In introductions to my publications I write something like:

….social reality is constructed through and within language. Every language use designed to represent reality necessarily entails decisions as to which fragments of reality to include, and how to arrange and represent them. Each of these selections, both in content and the lexico-grammatical form, carries its share of implicit assumptions, so that the reality represented is ideologically constructed…

 And sometimes I think – what have I (and those like me) done? As I heard doctors, psychologists, healthcare professionals, advocates, nurses and others argue about labelling and the need (as one of the discussants put it) to ‘change the vocabulary’, I was wondering whether they stopped to consider that there was an actual kidney to be taken out of a live body and put into an other. As I realise that organs, donation and transplantation are understood and made sense of within the society’s (dominant) discourses, still you can use scores of labels (arguing which is the best of the best), but they will never make the wounds heal faster, or immusuppressive medication work better.

I am reminded of a Twitter exchange I had with Trisha Greenhalgh some time ago. She challenged me with a proposition that ‘everything is in the text’ (or something similar – I cannot remember). I said no, but I didn’t explain. And here it is. No, not everything is in the text. There is also a kidney that is (hopefully) happily sitting in my body, then a surgeon ‘cuts it out’, takes it to another body and puts it in. Yes, I am writing about it (it’s a text), it might only be accessible trough a text, while the surgeon’s actions might be a result of semiosis, but it all does not boil down to a label, or even a text. You know, it’s a kidney!

I am not entirely certain what reality is and, gosh, do I not want to engage with the question!
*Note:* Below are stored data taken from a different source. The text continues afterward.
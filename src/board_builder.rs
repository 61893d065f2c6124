/*!
This module handles creation / initialization / building of [`Board`]s,
including startup stabilization.
*/

use std::time::Duration;

use rand_chacha::rand_core::SeedableRng;

use crate::{
    board_update::detect_matches, grid::Grid, shape::Shape, token_generator::TokenGenerator,
    Board, BoardRng, BuildBoardError, Configuration, State, StateInitialization, Variant,
};

/// This builder exposes the ability to configure a new [`Board`] to varying
/// degrees.
///
/// Generally speaking, when using `BoardBuilder`, you'll first call
/// [`BoardBuilder::new`] or [`Board::builder`], then chain calls to methods
/// to set each field, then call [`BoardBuilder::build`].
/// This will give you a [`Board`] as specified that you can then use as
/// normal. The `BoardBuilder` is not used up and its configuration can be
/// re-used to initialize more [`Board`]s.
#[derive(Eq, PartialEq, Clone, Default, Debug)]
#[cfg_attr(feature = "serde", derive(serde::Serialize, serde::Deserialize))]
pub struct BoardBuilder {
    /// Many of the configuration options that will be set for the board.
    pub config: Configuration,
    /// The value to seed the board's PRNG with.
    pub seed: Option<u64>,
    /// The method (and weights) of token generation used.
    pub token_generator: Option<TokenGenerator>,
}

impl BoardBuilder {
    /// Creates a blank new template representing a yet-to-be-started
    /// [`Board`] ready for configuration.
    pub fn new() -> Self {
        Self::default()
    }

    /// Creates a [`Board`] with the information specified by `self`.
    ///
    /// The freshly generated grid is stabilized before it is handed out:
    /// matched tokens are repeatedly replaced with new mundane tokens,
    /// bounded by the configured pass budget, and the whole grid is
    /// regenerated when that budget runs out, bounded by the reset budget.
    /// A successfully built board contains zero pre-existing matches.
    ///
    /// # Errors
    ///
    /// Fails with [`BuildBoardError`] if the requested grid has a zero
    /// dimension, the token generation registry is invalid, or both
    /// stabilization budgets run out.
    pub fn build(&self) -> Result<Board, BuildBoardError> {
        let config = self.config.clone();
        if config.row_count == 0 || config.col_count == 0 {
            return Err(BuildBoardError::ZeroDimension);
        }

        let token_generator = self.token_generator.clone().unwrap_or_default();
        token_generator.validate()?;

        let seed = self.seed.unwrap_or_else(rand::random);
        let mut rng = BoardRng::seed_from_u64(seed);

        let grid = stabilized_grid(&config, &token_generator, &mut rng)?;

        Ok(Board {
            state_init: StateInitialization {
                seed,
                token_generator: token_generator.clone(),
            },
            state: State {
                time: Duration::ZERO,
                rng,
                token_generator,
                grid,
                gravity_step_scheduled: config.gravity_interval,
                liveness_check_scheduled: config.liveness_interval,
                needs_shuffle: false,
                pending_swap: None,
                last_swap: None,
                tokens_matched: 0,
                shuffles_performed: 0,
            },
            config,
        })
    }

    /// Sets the [`Configuration`] that will be used by [`Board`].
    pub fn config(&mut self, x: Configuration) -> &mut Self {
        self.config = x;
        self
    }

    /// Number of rows of the playing grid.
    pub fn row_count(&mut self, x: usize) -> &mut Self {
        self.config.row_count = x;
        self
    }
    /// Number of columns of the playing grid.
    pub fn col_count(&mut self, x: usize) -> &mut Self {
        self.config.col_count = x;
        self
    }
    /// The shape patterns detected on the board, in registry order.
    pub fn shapes(&mut self, x: Vec<Shape>) -> &mut Self {
        self.config.shapes = x;
        self
    }
    /// How often tokens fall one cell into blank space below them while the
    /// board is settling.
    pub fn gravity_interval(&mut self, x: Duration) -> &mut Self {
        self.config.gravity_interval = x;
        self
    }
    /// How long a matched token animates before it becomes blank.
    pub fn removal_duration(&mut self, x: Duration) -> &mut Self {
        self.config.removal_duration = x;
        self
    }
    /// How often the board checks that at least one move anywhere could
    /// still produce a match.
    pub fn liveness_interval(&mut self, x: Duration) -> &mut Self {
        self.config.liveness_interval = x;
        self
    }
    /// How many times startup stabilization may replace matched tokens
    /// before discarding the grid entirely.
    pub fn stabilize_pass_budget(&mut self, x: u32) -> &mut Self {
        self.config.stabilize_pass_budget = x;
        self
    }
    /// How many times startup stabilization may regenerate the entire grid
    /// before construction fails.
    pub fn board_reset_budget(&mut self, x: u32) -> &mut Self {
        self.config.board_reset_budget = x;
        self
    }

    /// The value to seed the board's PRNG with.
    pub fn seed(&mut self, x: u64) -> &mut Self {
        self.seed = Some(x);
        self
    }
    /// The method (and weights) of token generation used.
    pub fn token_generator(&mut self, x: TokenGenerator) -> &mut Self {
        self.token_generator = Some(x);
        self
    }
}

/// Generates grids until one can be stabilized into a match-free state.
fn stabilized_grid(
    config: &Configuration,
    token_generator: &TokenGenerator,
    rng: &mut BoardRng,
) -> Result<Grid, BuildBoardError> {
    let mut generate = |rng: &mut BoardRng| {
        // SAFETY: Registry invariant, a validated generator never runs dry.
        token_generator
            .with_rng(rng, Variant::Mundane)
            .next()
            .unwrap()
    };

    for _reset in 0..=config.board_reset_budget {
        let mut grid = Grid::generate(config.row_count, config.col_count, || generate(rng));

        for _pass in 0..=config.stabilize_pass_budget {
            let matches = detect_matches(&grid, &config.shapes);
            if matches.is_empty() {
                return Ok(grid);
            }
            // Replace only the matched tokens and try again.
            let mut replaced = Vec::new();
            for result in matches {
                for pos in result.positions {
                    if !replaced.contains(&pos) {
                        grid.respawn(pos, generate(rng));
                        replaced.push(pos);
                    }
                }
            }
        }
        // Pass budget exhausted: discard and regenerate the whole grid.
    }
    Err(BuildBoardError::Unstabilized)
}

#[cfg(test)]
mod tests {
    use super::*;
    use crate::GeneratorError;

    #[test]
    fn fresh_boards_are_stabilized() {
        for seed in 0..8 {
            let board = Board::builder().seed(seed).build().unwrap();
            assert!(board.match_shapes().is_empty(), "seed = {seed}");
        }
    }

    #[test]
    fn builds_are_reproducible_from_a_seed() {
        let a = Board::builder().seed(123).build().unwrap();
        let b = Board::builder().seed(123).build().unwrap();
        assert_eq!(a.grid(), b.grid());
    }

    #[test]
    fn dimensions_and_registry_are_validated() {
        assert_eq!(
            Board::builder().row_count(0).build(),
            Err(BuildBoardError::ZeroDimension)
        );
        assert_eq!(
            Board::builder()
                .token_generator(TokenGenerator::uniform(["a", "a"]))
                .build(),
            Err(BuildBoardError::Generator(GeneratorError::DuplicateKind(
                "a".to_string()
            )))
        );
    }

    #[test]
    fn single_kind_boards_cannot_stabilize() {
        // Every cell shares one kind, so matches always exist.
        let result = Board::builder()
            .seed(1)
            .token_generator(TokenGenerator::uniform(["only"]))
            .build();
        assert_eq!(result, Err(BuildBoardError::Unstabilized));
    }

    #[test]
    fn builder_configuration_reaches_the_board() {
        let board = Board::builder()
            .seed(9)
            .row_count(6)
            .col_count(7)
            .removal_duration(Duration::from_millis(50))
            .build()
            .unwrap();
        assert_eq!(board.grid().row_count(), 6);
        assert_eq!(board.grid().col_count(), 7);
        assert_eq!(board.config.removal_duration, Duration::from_millis(50));
        assert_eq!(board.tile_kinds(), vec!["a", "b", "c", "d"]);
    }
}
I am, however, pretty certain that reality is not only about changing the label!!

And so, as I was listening to those talking about ‘paying’, those talking about ‘incentivising’ and those talking about ‘helping the poor’, I wanted them to stop and consider the fact that you can narrate all you want, but, again, it does not change the fact there is a wound in the body that needs to heal etc..  In not so many words, and less eloquently, I made this point in the discussion.

Here comes the irony of it all, though. I was a linguist (later I was even referred to at the conference as ‘the linguist’) who was asking the non-linguists to stop talking about language and focus also on the kidney. I mean – it is funny. But the really funny bit is that they ignored me completely, happily defining phrases, labels, concepts. But I also met a nurse and a transplant surgeon. It was quite refreshing to listen to them. They didn’t talk about labels or ‘helping the poor people’. We tried to understand each other’s worlds. Hopefully, we did. Thank you, Lisa and Frank!